ENTRIES SHOWN:
• • • • •

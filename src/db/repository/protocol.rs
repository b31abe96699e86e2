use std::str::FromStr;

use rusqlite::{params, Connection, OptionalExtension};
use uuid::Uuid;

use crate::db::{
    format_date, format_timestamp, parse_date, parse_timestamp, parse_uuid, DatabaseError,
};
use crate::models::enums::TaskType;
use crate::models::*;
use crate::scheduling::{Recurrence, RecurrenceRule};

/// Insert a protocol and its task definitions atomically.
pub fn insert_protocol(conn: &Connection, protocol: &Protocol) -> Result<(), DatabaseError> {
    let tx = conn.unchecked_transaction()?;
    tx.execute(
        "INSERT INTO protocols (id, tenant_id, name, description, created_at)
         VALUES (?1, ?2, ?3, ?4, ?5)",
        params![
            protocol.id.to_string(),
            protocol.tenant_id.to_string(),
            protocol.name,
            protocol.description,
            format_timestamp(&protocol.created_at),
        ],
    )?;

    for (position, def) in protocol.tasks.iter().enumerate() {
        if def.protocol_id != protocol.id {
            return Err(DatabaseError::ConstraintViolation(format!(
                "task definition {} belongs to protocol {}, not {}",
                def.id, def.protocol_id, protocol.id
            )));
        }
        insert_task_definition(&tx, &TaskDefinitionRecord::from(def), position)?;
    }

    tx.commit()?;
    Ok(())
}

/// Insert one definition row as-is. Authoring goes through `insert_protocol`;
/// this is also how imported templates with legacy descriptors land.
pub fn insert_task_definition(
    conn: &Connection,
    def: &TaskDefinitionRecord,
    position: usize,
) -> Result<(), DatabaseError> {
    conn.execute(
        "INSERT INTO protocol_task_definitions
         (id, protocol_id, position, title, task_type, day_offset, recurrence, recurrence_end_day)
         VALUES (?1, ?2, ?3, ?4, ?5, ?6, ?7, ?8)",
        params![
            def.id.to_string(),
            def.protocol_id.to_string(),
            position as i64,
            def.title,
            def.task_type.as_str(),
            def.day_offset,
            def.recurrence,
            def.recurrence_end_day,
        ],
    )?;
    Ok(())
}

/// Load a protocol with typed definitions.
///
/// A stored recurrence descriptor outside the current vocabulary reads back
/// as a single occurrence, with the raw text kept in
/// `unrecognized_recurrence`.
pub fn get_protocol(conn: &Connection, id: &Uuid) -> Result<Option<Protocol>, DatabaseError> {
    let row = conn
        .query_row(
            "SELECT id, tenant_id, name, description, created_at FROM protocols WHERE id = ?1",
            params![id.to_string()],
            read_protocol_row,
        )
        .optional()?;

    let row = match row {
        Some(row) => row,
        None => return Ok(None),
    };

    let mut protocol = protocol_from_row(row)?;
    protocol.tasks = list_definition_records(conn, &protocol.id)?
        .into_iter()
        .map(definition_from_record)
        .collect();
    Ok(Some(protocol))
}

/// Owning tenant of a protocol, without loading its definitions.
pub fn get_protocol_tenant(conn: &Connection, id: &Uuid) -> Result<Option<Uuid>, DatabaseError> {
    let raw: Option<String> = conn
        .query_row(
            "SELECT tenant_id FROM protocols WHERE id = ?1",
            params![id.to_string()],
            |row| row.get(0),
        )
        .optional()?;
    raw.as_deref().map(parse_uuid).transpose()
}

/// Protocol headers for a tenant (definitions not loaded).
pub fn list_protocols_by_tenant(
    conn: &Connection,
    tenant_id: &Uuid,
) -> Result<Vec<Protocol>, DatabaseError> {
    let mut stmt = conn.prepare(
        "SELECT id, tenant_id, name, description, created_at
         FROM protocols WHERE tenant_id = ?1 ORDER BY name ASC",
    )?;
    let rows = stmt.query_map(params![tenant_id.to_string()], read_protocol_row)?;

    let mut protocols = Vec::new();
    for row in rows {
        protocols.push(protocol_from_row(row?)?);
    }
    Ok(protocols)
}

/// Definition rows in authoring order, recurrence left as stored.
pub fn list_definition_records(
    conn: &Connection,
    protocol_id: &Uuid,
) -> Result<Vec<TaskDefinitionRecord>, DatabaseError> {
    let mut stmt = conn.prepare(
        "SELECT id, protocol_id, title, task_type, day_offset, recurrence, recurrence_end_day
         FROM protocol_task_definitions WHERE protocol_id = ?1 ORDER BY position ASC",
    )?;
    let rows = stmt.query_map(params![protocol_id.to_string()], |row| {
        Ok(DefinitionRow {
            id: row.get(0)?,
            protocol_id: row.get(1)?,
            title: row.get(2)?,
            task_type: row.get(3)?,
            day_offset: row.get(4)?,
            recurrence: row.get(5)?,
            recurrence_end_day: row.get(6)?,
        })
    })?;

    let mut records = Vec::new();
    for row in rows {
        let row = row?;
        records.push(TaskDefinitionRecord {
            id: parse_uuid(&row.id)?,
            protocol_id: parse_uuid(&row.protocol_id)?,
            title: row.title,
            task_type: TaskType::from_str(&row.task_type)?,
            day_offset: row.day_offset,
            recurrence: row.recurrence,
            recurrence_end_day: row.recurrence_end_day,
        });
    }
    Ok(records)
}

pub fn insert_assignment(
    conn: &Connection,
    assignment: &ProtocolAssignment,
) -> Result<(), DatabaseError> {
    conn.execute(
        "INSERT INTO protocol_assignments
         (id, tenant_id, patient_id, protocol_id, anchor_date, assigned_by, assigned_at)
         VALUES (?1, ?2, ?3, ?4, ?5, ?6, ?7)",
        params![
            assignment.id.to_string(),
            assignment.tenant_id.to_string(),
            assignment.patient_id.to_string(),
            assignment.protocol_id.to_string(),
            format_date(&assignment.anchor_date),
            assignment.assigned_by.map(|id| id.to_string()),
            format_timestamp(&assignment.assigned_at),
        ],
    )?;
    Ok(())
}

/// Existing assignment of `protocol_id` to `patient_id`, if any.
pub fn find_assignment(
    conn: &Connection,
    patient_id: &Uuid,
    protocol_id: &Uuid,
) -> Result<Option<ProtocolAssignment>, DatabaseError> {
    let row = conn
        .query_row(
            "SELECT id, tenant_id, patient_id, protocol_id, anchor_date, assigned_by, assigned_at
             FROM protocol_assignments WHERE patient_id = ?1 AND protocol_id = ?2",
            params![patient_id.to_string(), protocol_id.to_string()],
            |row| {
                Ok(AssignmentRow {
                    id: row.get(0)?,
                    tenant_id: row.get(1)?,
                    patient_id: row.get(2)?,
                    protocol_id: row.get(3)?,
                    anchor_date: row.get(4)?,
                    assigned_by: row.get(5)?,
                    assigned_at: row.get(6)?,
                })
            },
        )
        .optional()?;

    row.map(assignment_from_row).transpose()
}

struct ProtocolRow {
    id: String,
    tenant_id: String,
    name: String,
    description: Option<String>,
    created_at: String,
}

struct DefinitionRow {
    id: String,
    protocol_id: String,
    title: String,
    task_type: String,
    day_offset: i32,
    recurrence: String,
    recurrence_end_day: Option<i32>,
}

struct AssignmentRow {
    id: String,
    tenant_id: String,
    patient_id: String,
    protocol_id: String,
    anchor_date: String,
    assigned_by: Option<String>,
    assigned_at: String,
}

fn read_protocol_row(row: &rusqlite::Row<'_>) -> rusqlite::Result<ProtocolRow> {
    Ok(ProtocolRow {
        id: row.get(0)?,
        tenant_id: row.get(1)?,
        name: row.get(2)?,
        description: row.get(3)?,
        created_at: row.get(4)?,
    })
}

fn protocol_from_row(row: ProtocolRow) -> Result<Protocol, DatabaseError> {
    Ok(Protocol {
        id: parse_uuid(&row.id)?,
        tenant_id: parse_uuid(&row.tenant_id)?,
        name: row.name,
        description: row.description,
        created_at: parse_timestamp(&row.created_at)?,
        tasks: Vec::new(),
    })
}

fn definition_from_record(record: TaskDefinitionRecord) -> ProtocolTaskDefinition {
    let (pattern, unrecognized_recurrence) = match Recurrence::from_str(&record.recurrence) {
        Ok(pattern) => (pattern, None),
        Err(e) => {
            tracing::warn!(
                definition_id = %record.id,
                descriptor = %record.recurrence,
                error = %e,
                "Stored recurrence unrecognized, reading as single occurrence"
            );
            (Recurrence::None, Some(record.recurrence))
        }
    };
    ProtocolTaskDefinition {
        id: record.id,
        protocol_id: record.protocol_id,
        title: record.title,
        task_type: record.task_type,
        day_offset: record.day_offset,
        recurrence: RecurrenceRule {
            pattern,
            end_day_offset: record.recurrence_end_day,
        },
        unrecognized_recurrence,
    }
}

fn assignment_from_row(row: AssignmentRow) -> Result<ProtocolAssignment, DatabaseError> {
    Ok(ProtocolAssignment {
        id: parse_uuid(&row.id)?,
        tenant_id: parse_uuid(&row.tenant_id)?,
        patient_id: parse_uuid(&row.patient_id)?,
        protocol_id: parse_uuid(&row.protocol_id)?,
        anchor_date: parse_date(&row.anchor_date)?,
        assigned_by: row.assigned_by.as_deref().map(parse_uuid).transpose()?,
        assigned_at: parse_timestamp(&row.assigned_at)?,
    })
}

• • • • •

WHAT TO DO: Whenever "stmt" shows up in a line of the listing, copy that whole line.

SOLUTION TO THIS PROBLEM:
    let mut stmt = conn.prepare(
    let rows = stmt.query_map(params![tenant_id.to_string()], read_protocol_row)?;
    let mut stmt = conn.prepare(
    let rows = stmt.query_map(params![protocol_id.to_string()], |row| {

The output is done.